* [SOURCE DATA]
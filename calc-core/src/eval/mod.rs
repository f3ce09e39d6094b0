pub mod error;

pub mod prelude {
    pub use super::{
        error::*,
        eval,
        evaluate,
        evaluate_with,
        run,
        EvalOptions,
        EvalResult,
        Evaluated
    };
}

#[cfg(test)]
mod tests;

use std::{rc::Rc, sync::{atomic::{AtomicBool, Ordering}, Arc}};

use crate::{
    environment::prelude::{Environment, Value, MAX_INT, MAX_VARIABLES},
    parser::prelude::{parse_line, Assignment, Binary, BinaryOperator, Expression, Program, Statement, Unary, UnaryOperator, While},
    utils::prelude::{Error, EvalWarningEmitter, SrcSpan, VectorWarningEmitterIO, Warning, WarningEmitter, WarningEmitterIO}
};
use self::error::{runtime_error, EvalWarning, RuntimeError, RuntimeErrorType};

/// `None` is the absent value: the expression produced nothing usable.
pub type EvalResult = Result<Option<Value>, RuntimeError>;

/// Caller-side bounds on evaluation. Nothing is bounded by default.
#[derive(Debug, Clone, Default)]
pub struct EvalOptions {
    /// Iterations a single `while` statement may run before failing the line.
    pub max_loop_iterations: Option<usize>,
    /// Checked before every loop iteration; once set the line fails.
    pub interrupt: Option<Arc<AtomicBool>>,
}

/// Outcome of a line that ran to completion.
#[derive(Debug, Clone, Default, PartialEq)]
pub struct Evaluated {
    pub values: Vec<Value>,
    pub warnings: Vec<EvalWarning>,
}

/// Parses and evaluates one line against `env`, collecting the soft
/// diagnostics alongside the results.
pub fn evaluate(src: &str, env: &mut Environment) -> Result<Evaluated, Error> {
    evaluate_with(src, env, &EvalOptions::default())
}

pub fn evaluate_with(
    src: &str,
    env: &mut Environment,
    options: &EvalOptions
) -> Result<Evaluated, Error> {
    let collected = Rc::new(VectorWarningEmitterIO::new());

    let values = run(src, env, collected.clone(), options)?;

    let warnings = collected.take()
        .into_iter()
        .map(|Warning::Eval { warning, .. }| warning)
        .collect();

    Ok(Evaluated {
        values,
        warnings
    })
}

/// Like [`evaluate_with`], but streams warnings to `warnings` as they occur.
pub fn run(
    src: &str,
    env: &mut Environment,
    warnings: Rc<dyn WarningEmitterIO>,
    options: &EvalOptions
) -> Result<Vec<Value>, Error> {
    let program = match parse_line(src) {
        Ok(program) => program,
        Err(error) => return Err(Error::Parse { src: src.to_string(), error })
    };

    let warnings = EvalWarningEmitter::new(src.to_string(), WarningEmitter::new(warnings));

    eval(&program, env, &warnings, options)
        .map_err(|error| Error::Runtime { src: src.to_string(), error })
}

/// Runs every statement in order. Assignments made before a failing
/// statement stay in `env`.
pub fn eval(
    program: &Program,
    env: &mut Environment,
    warnings: &EvalWarningEmitter,
    options: &EvalOptions
) -> Result<Vec<Value>, RuntimeError> {
    let mut evaluator = Evaluator {
        env,
        warnings,
        options
    };

    let mut values = vec![];

    for statement in &program.statements {
        if let Some(value) = evaluator.eval_statement(statement)? {
            values.push(value);
        }
    }

    Ok(values)
}

struct Evaluator<'a> {
    env: &'a mut Environment,
    warnings: &'a EvalWarningEmitter,
    options: &'a EvalOptions,
}

impl Evaluator<'_> {
    fn eval_statement(&mut self, statement: &Statement) -> EvalResult {
        match statement {
            Statement::Assignment(assignment) => {
                self.eval_assignment(assignment)?;

                Ok(None)
            },
            Statement::IfThen(conditional) => {
                if self.eval_condition(&conditional.condition)? {
                    self.eval_statement(&conditional.resolution)
                } else {
                    Ok(None)
                }
            },
            Statement::IfThenElse(conditional) => {
                if self.eval_condition(&conditional.condition)? {
                    self.eval_statement(&conditional.resolution)
                } else {
                    self.eval_statement(&conditional.alternative)
                }
            },
            Statement::While(loop_) => {
                self.eval_loop(loop_)?;

                Ok(None)
            },
            Statement::Expression(expression) => self.eval_expression(expression)
        }
    }

    fn eval_condition(&mut self, condition: &Expression) -> Result<bool, RuntimeError> {
        Ok(self.eval_expression(condition)?.is_some_and(|value| value.is_truthy()))
    }

    fn eval_assignment(&mut self, assignment: &Assignment) -> Result<(), RuntimeError> {
        let value = self.eval_expression(&assignment.value)?;
        let name = &assignment.identifier.value;

        if !self.env.contains(name) && self.env.is_full() {
            return runtime_error(
                RuntimeErrorType::TooManyVariables { limit: MAX_VARIABLES },
                assignment.location
            );
        }

        self.env.set(name.clone(), value);

        Ok(())
    }

    fn eval_loop(&mut self, loop_: &While) -> Result<(), RuntimeError> {
        let mut iterations = 0usize;

        while self.eval_condition(&loop_.condition)? {
            if self.is_interrupted() {
                return runtime_error(RuntimeErrorType::Interrupted, loop_.location);
            }

            if let Some(limit) = self.options.max_loop_iterations {
                if iterations >= limit {
                    return runtime_error(RuntimeErrorType::LoopLimitExceeded { limit }, loop_.location);
                }
            }

            iterations += 1;

            for statement in &loop_.body {
                self.eval_statement(statement)?;
            }
        }

        Ok(())
    }

    fn is_interrupted(&self) -> bool {
        self.options.interrupt.as_ref()
            .is_some_and(|flag| flag.load(Ordering::Relaxed))
    }

    fn eval_expression(&mut self, expression: &Expression) -> EvalResult {
        match expression {
            Expression::Number(number) => Ok(Some(Value::from(number.value))),
            Expression::Variable(ident) => match self.env.get(&ident.value) {
                Some(value) => Ok(value),
                None => {
                    self.warnings.emit(EvalWarning::UndefinedVariable {
                        name: ident.value.clone(),
                        location: ident.location
                    });

                    Ok(None)
                }
            },
            Expression::Unary(unary) => self.eval_prefix(unary),
            Expression::Binary(binary) => self.eval_infix(binary)
        }
    }

    fn eval_prefix(&mut self, unary: &Unary) -> EvalResult {
        let Some(operand) = self.eval_expression(&unary.operand)? else {
            return Ok(None);
        };

        match unary.operator {
            UnaryOperator::Negate => match operand.as_integer().checked_neg() {
                Some(value) => Ok(Some(Value::from(value))),
                None => runtime_error(RuntimeErrorType::Overflow, unary.location)
            }
        }
    }

    fn eval_infix(&mut self, infix: &Binary) -> EvalResult {
        let left = self.eval_expression(&infix.left)?;
        let right = self.eval_expression(&infix.right)?;

        let (Some(left), Some(right)) = (left, right) else {
            return Ok(None);
        };

        let (left, right) = (left.as_integer(), right.as_integer());

        let result = match infix.operator {
            BinaryOperator::Add => left.checked_add(right),
            BinaryOperator::Sub => left.checked_sub(right),
            BinaryOperator::Mul => left.checked_mul(right),
            BinaryOperator::Div => {
                if right == 0 {
                    self.warnings.emit(EvalWarning::DivisionByZero {
                        location: infix.right.location()
                    });

                    return Ok(None);
                }

                floor_div(left, right)
            },
            BinaryOperator::Greater => return Ok(Some(Value::from(left > right))),
            BinaryOperator::Less => return Ok(Some(Value::from(left < right))),
            BinaryOperator::Equal => return Ok(Some(Value::from(left == right))),
        };

        check_overflow(result, infix.location).map(|value| Some(Value::from(value)))
    }
}

/// Integer division rounding toward negative infinity.
fn floor_div(left: i64, right: i64) -> Option<i64> {
    let quotient = left.checked_div(right)?;

    if left % right != 0 && (left < 0) != (right < 0) {
        quotient.checked_sub(1)
    } else {
        Some(quotient)
    }
}

fn check_overflow(result: Option<i64>, location: SrcSpan) -> Result<i64, RuntimeError> {
    match result {
        Some(value) if (-MAX_INT..=MAX_INT).contains(&value) => Ok(value),
        _ => runtime_error(RuntimeErrorType::Overflow, location)
    }
}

* [REQUIRED ACTION] Retype the records in full. Keep every line identical to the original.

* [FINAL ANSWER]
filename calc-core/src/eval/mod.rs
repository f3ce09e39d6094b0
pub mod error;

pub mod prelude {
    pub use super::{
        error::*,
        eval,
        evaluate,
        evaluate_with,
        run,
        EvalOptions,
        EvalResult,
        Evaluated
    };
}

#[cfg(test)]
mod tests;

use std::{rc::Rc, sync::{atomic::{AtomicBool, Ordering}, Arc}};

use crate::{
    environment::prelude::{Environment, Value, MAX_INT, MAX_VARIABLES},
    parser::prelude::{parse_line, Assignment, Binary, BinaryOperator, Expression, Program, Statement, Unary, UnaryOperator, While},
    utils::prelude::{Error, EvalWarningEmitter, SrcSpan, VectorWarningEmitterIO, Warning, WarningEmitter, WarningEmitterIO}
};
use self::error::{runtime_error, EvalWarning, RuntimeError, RuntimeErrorType};

/// `None` is the absent value: the expression produced nothing usable.
pub type EvalResult = Result<Option<Value>, RuntimeError>;

/// Caller-side bounds on evaluation. Nothing is bounded by default.
#[derive(Debug, Clone, Default)]
pub struct EvalOptions {
    /// Iterations a single `while` statement may run before failing the line.
    pub max_loop_iterations: Option<usize>,
    /// Checked before every loop iteration; once set the line fails.
    pub interrupt: Option<Arc<AtomicBool>>,
}

/// Outcome of a line that ran to completion.
#[derive(Debug, Clone, Default, PartialEq)]
pub struct Evaluated {
    pub values: Vec<Value>,
    pub warnings: Vec<EvalWarning>,
}

/// Parses and evaluates one line against `env`, collecting the soft
/// diagnostics alongside the results.
pub fn evaluate(src: &str, env: &mut Environment) -> Result<Evaluated, Error> {
    evaluate_with(src, env, &EvalOptions::default())
}

pub fn evaluate_with(
    src: &str,
    env: &mut Environment,
    options: &EvalOptions
) -> Result<Evaluated, Error> {
    let collected = Rc::new(VectorWarningEmitterIO::new());

    let values = run(src, env, collected.clone(), options)?;

    let warnings = collected.take()
        .into_iter()
        .map(|Warning::Eval { warning, .. }| warning)
        .collect();

    Ok(Evaluated {
        values,
        warnings
    })
}

/// Like [`evaluate_with`], but streams warnings to `warnings` as they occur.
pub fn run(
    src: &str,
    env: &mut Environment,
    warnings: Rc<dyn WarningEmitterIO>,
    options: &EvalOptions
) -> Result<Vec<Value>, Error> {
    let program = match parse_line(src) {
        Ok(program) => program,
        Err(error) => return Err(Error::Parse { src: src.to_string(), error })
    };

    let warnings = EvalWarningEmitter::new(src.to_string(), WarningEmitter::new(warnings));

    eval(&program, env, &warnings, options)
        .map_err(|error| Error::Runtime { src: src.to_string(), error })
}

/// Runs every statement in order. Assignments made before a failing
/// statement stay in `env`.
pub fn eval(
    program: &Program,
    env: &mut Environment,
    warnings: &EvalWarningEmitter,
    options: &EvalOptions
) -> Result<Vec<Value>, RuntimeError> {
    let mut evaluator = Evaluator {
        env,
        warnings,
        options
    };

    let mut values = vec![];

    for statement in &program.statements {
        if let Some(value) = evaluator.eval_statement(statement)? {
            values.push(value);
        }
    }

    Ok(values)
}

struct Evaluator<'a> {
    env: &'a mut Environment,
    warnings: &'a EvalWarningEmitter,
    options: &'a EvalOptions,
}

impl Evaluator<'_> {
    fn eval_statement(&mut self, statement: &Statement) -> EvalResult {
        match statement {
            Statement::Assignment(assignment) => {
                self.eval_assignment(assignment)?;

                Ok(None)
            },
            Statement::IfThen(conditional) => {
                if self.eval_condition(&conditional.condition)? {
                    self.eval_statement(&conditional.resolution)
                } else {
                    Ok(None)
                }
            },
            Statement::IfThenElse(conditional) => {
                if self.eval_condition(&conditional.condition)? {
                    self.eval_statement(&conditional.resolution)
                } else {
                    self.eval_statement(&conditional.alternative)
                }
            },
            Statement::While(loop_) => {
                self.eval_loop(loop_)?;

                Ok(None)
            },
            Statement::Expression(expression) => self.eval_expression(expression)
        }
    }

    fn eval_condition(&mut self, condition: &Expression) -> Result<bool, RuntimeError> {
        Ok(self.eval_expression(condition)?.is_some_and(|value| value.is_truthy()))
    }

    fn eval_assignment(&mut self, assignment: &Assignment) -> Result<(), RuntimeError> {
        let value = self.eval_expression(&assignment.value)?;
        let name = &assignment.identifier.value;

        if !self.env.contains(name) && self.env.is_full() {
            return runtime_error(
                RuntimeErrorType::TooManyVariables { limit: MAX_VARIABLES },
                assignment.location
            );
        }

        self.env.set(name.clone(), value);

        Ok(())
    }

    fn eval_loop(&mut self, loop_: &While) -> Result<(), RuntimeError> {
        let mut iterations = 0usize;

        while self.eval_condition(&loop_.condition)? {
            if self.is_interrupted() {
                return runtime_error(RuntimeErrorType::Interrupted, loop_.location);
            }

            if let Some(limit) = self.options.max_loop_iterations {
                if iterations >= limit {
                    return runtime_error(RuntimeErrorType::LoopLimitExceeded { limit }, loop_.location);
                }
            }

            iterations += 1;

            for statement in &loop_.body {
                self.eval_statement(statement)?;
            }
        }

        Ok(())
    }

    fn is_interrupted(&self) -> bool {
        self.options.interrupt.as_ref()
            .is_some_and(|flag| flag.load(Ordering::Relaxed))
    }

    fn eval_expression(&mut self, expression: &Expression) -> EvalResult {
        match expression {
            Expression::Number(number) => Ok(Some(Value::from(number.value))),
            Expression::Variable(ident) => match self.env.get(&ident.value) {
                Some(value) => Ok(value),
                None => {
                    self.warnings.emit(EvalWarning::UndefinedVariable {
                        name: ident.value.clone(),
                        location: ident.location
                    });

                    Ok(None)
                }
            },
            Expression::Unary(unary) => self.eval_prefix(unary),
            Expression::Binary(binary) => self.eval_infix(binary)
        }
    }

    fn eval_prefix(&mut self, unary: &Unary) -> EvalResult {
        let Some(operand) = self.eval_expression(&unary.operand)? else {
            return Ok(None);
        };

        match unary.operator {
            UnaryOperator::Negate => match operand.as_integer().checked_neg() {
                Some(value) => Ok(Some(Value::from(value))),
                None => runtime_error(RuntimeErrorType::Overflow, unary.location)
            }
        }
    }

    fn eval_infix(&mut self, infix: &Binary) -> EvalResult {
        let left = self.eval_expression(&infix.left)?;
        let right = self.eval_expression(&infix.right)?;

        let (Some(left), Some(right)) = (left, right) else {
            return Ok(None);
        };

        let (left, right) = (left.as_integer(), right.as_integer());

        let result = match infix.operator {
            BinaryOperator::Add => left.checked_add(right),
            BinaryOperator::Sub => left.checked_sub(right),
            BinaryOperator::Mul => left.checked_mul(right),
            BinaryOperator::Div => {
                if right == 0 {
                    self.warnings.emit(EvalWarning::DivisionByZero {
                        location: infix.right.location()
                    });

                    return Ok(None);
                }

                floor_div(left, right)
            },
            BinaryOperator::Greater => return Ok(Some(Value::from(left > right))),
            BinaryOperator::Less => return Ok(Some(Value::from(left < right))),
            BinaryOperator::Equal => return Ok(Some(Value::from(left == right))),
        };

        check_overflow(result, infix.location).map(|value| Some(Value::from(value)))
    }
}

/// Integer division rounding toward negative infinity.
fn floor_div(left: i64, right: i64) -> Option<i64> {
    let quotient = left.checked_div(right)?;

    if left % right != 0 && (left < 0) != (right < 0) {
        quotient.checked_sub(1)
    } else {
        Some(quotient)
    }
}

fn check_overflow(result: Option<i64>, location: SrcSpan) -> Result<i64, RuntimeError> {
    match result {
        Some(value) if (-MAX_INT..=MAX_INT).contains(&value) => Ok(value),
        _ => runtime_error(RuntimeErrorType::Overflow, location)
    }
}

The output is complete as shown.